6:30 p.m.: The Clayton County Board of Commissioners meets. On the agenda: $3,929,129 in federal Housing and Urban Development (HUD) Rescue funds to address homelessness; authorize $1,321,428.57 from the Georgia Public Library Service to add a maker space, children’s activity area, and meeting room by enclosing the Riverdale Library Courtyard; $30,000 match for the Huie Nature Preserve to add a Scout Lake Group Camping and Nature Center; an MOU with Goodwill of North Georgia to provide training classes; an eminent domain condemnation of certain properties from the Flint River Bridge to Winter Valley Court for the Valley Hill Road widening project; new employment agreements for Chief Operating Officer Detrick Stanford and Chief Financial Officer Ramona Thurman Bivins (transparency note: Bivins’ husband, Charlton Bivins, is a member of The Clayton Crescent, Inc.’s Board of Trust); and. aresolution of support for Southern Regional Medical Center applying for state funds “to
increase resources and retain and support its personnel in providing healthcare for the citizens in Clayton County.” Appointments are pending for vacancies on the Behavioral Health (Davis), Zoning Advisory (at-large), and Library (Hambrick) Boards. The October Veteran of the Month is retired Air Force Technical Sgt David A. Vollmer.

Wednesday, October 6

4:30 p.m.: The Jonesboro Design Review Commission holds its regular meeting. On the agenda: a new three-building complex, the Jonesboro Logistics Center, at Jonesboro Road, Old Morrow Road, and Raymond Street (parcels 12049C D002 and 12049D A006); a new panel sign in the Historic District for Total Lifestyle Change, 177 N. Main Street (parcel 13240D C004); a new sign panel for Main Street Grocery Mart, 281 N. Main Street (parcel 13209C C003); and renovation of an existing business for a restaurant at 234 S. Main Street (parcel 05241D D008A).
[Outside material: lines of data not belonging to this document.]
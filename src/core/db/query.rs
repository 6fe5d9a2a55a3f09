/// Query Execution Module
///
/// This module provides the execution layer shared by `Database` and
/// `Transaction`: compiling statements, binding parameters, and mapping
/// engine failures onto the facade's error taxonomy.
use std::time::Duration;

use rusqlite::{Connection, ToSql};
use tracing::debug;

use crate::core::db::cancel::{DeadlineGuard, DeadlineState};
use crate::core::db::row::{ExecResult, Row, RowSet};
use crate::core::db::sql::{validate_text, Sql, StatementType};
use crate::core::db::statement::Statement;
use crate::core::{Operation, Result, SafeSqlError};

/// Query execution service that operates on a database connection
#[derive(Clone, Copy)]
pub(crate) struct QueryExecutor<'c> {
    connection: &'c Connection,
    deadlines: &'c DeadlineState,
    timeout: Option<Duration>,
}

impl<'c> QueryExecutor<'c> {
    /// Creates a new QueryExecutor for the given connection
    pub(crate) fn new(
        connection: &'c Connection,
        deadlines: &'c DeadlineState,
        timeout: Option<Duration>,
    ) -> Self {
        QueryExecutor {
            connection,
            deadlines,
            timeout,
        }
    }

    pub(crate) fn connection(&self) -> &'c Connection {
        self.connection
    }

    fn deadline(&self) -> Option<DeadlineGuard<'c>> {
        self.timeout
            .map(|limit| DeadlineGuard::install(self.connection, self.deadlines, limit))
    }

    /// Compiles `text`, reporting failures as errors of `operation`.
    ///
    /// Only the unchecked path passes runtime-built text here; every safe
    /// entry point goes through `Sql`.
    pub(crate) fn compile(&self, text: &str, operation: Operation) -> Result<Statement<'c>> {
        validate_text(text, operation)?;

        let deadline = self.deadline();
        let stmt = self.connection.prepare(text).map_err(|e| {
            let fired = deadline.as_ref().and_then(DeadlineGuard::fired_timeout);
            SafeSqlError::from_driver(operation, e, fired)
        })?;
        drop(deadline);

        debug!(sql = text, "Compiled statement");
        Ok(Statement::new(
            stmt,
            self.connection,
            self.deadlines,
            self.timeout,
            StatementType::from_sql(text),
        ))
    }

    /// Compiles a statement for repeated execution.
    pub(crate) fn prepare(&self, sql: Sql) -> Result<Statement<'c>> {
        let text = sql.validate(Operation::Prepare)?;
        self.compile(text, Operation::Prepare)
    }

    /// Runs a query and hands the lazy row set to `work`.
    ///
    /// The statement and the row set are released when this returns,
    /// whether `work` succeeded or not.
    pub(crate) fn query<T, F>(&self, sql: Sql, params: &[&dyn ToSql], work: F) -> Result<T>
    where
        F: FnOnce(&mut RowSet<'_>) -> Result<T>,
    {
        let text = sql.validate(Operation::Query)?;
        self.query_text(text, params, work)
    }

    pub(crate) fn query_text<T, F>(&self, text: &str, params: &[&dyn ToSql], work: F) -> Result<T>
    where
        F: FnOnce(&mut RowSet<'_>) -> Result<T>,
    {
        let mut stmt = self.compile(text, Operation::Query)?;
        let mut rows = stmt.query(params)?;
        work(&mut rows)
    }

    pub(crate) fn query_all(&self, sql: Sql, params: &[&dyn ToSql]) -> Result<Vec<Row>> {
        self.query(sql, params, |rows| {
            let mut out = Vec::new();
            while let Some(row) = rows.next_row()? {
                out.push(row);
            }
            Ok(out)
        })
    }

    pub(crate) fn query_row(&self, sql: Sql, params: &[&dyn ToSql]) -> Result<Option<Row>> {
        self.query(sql, params, |rows| rows.next_row())
    }

    /// Executes an insert/update/delete with bound parameters.
    pub(crate) fn exec(&self, sql: Sql, params: &[&dyn ToSql]) -> Result<ExecResult> {
        let text = sql.validate(Operation::Exec)?;
        self.exec_text(text, params)
    }

    pub(crate) fn exec_text(&self, text: &str, params: &[&dyn ToSql]) -> Result<ExecResult> {
        let mut stmt = self.compile(text, Operation::Exec)?;
        stmt.execute(params)
    }

    /// Runs a parameterless batch of statements, such as schema setup.
    pub(crate) fn exec_batch(&self, sql: Sql) -> Result<()> {
        let text = sql.validate(Operation::Exec)?;

        let deadline = self.deadline();
        self.connection.execute_batch(text).map_err(|e| {
            let fired = deadline.as_ref().and_then(DeadlineGuard::fired_timeout);
            SafeSqlError::from_driver(Operation::Exec, e, fired)
        })?;

        debug!(sql = text, "Executed batch");
        Ok(())
    }
}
6 p.m.: The Hampton Development Authority meets.

Friday, October 8

All day: Clayton County Public Schools observe the third third Extending Learning Beyond the Classroom (ELBC) Day this school year. That means all students, fro pre-K through 12th grade, will stay home for asynchronous (independent) learning while all staff work virtually.

More to come shortly!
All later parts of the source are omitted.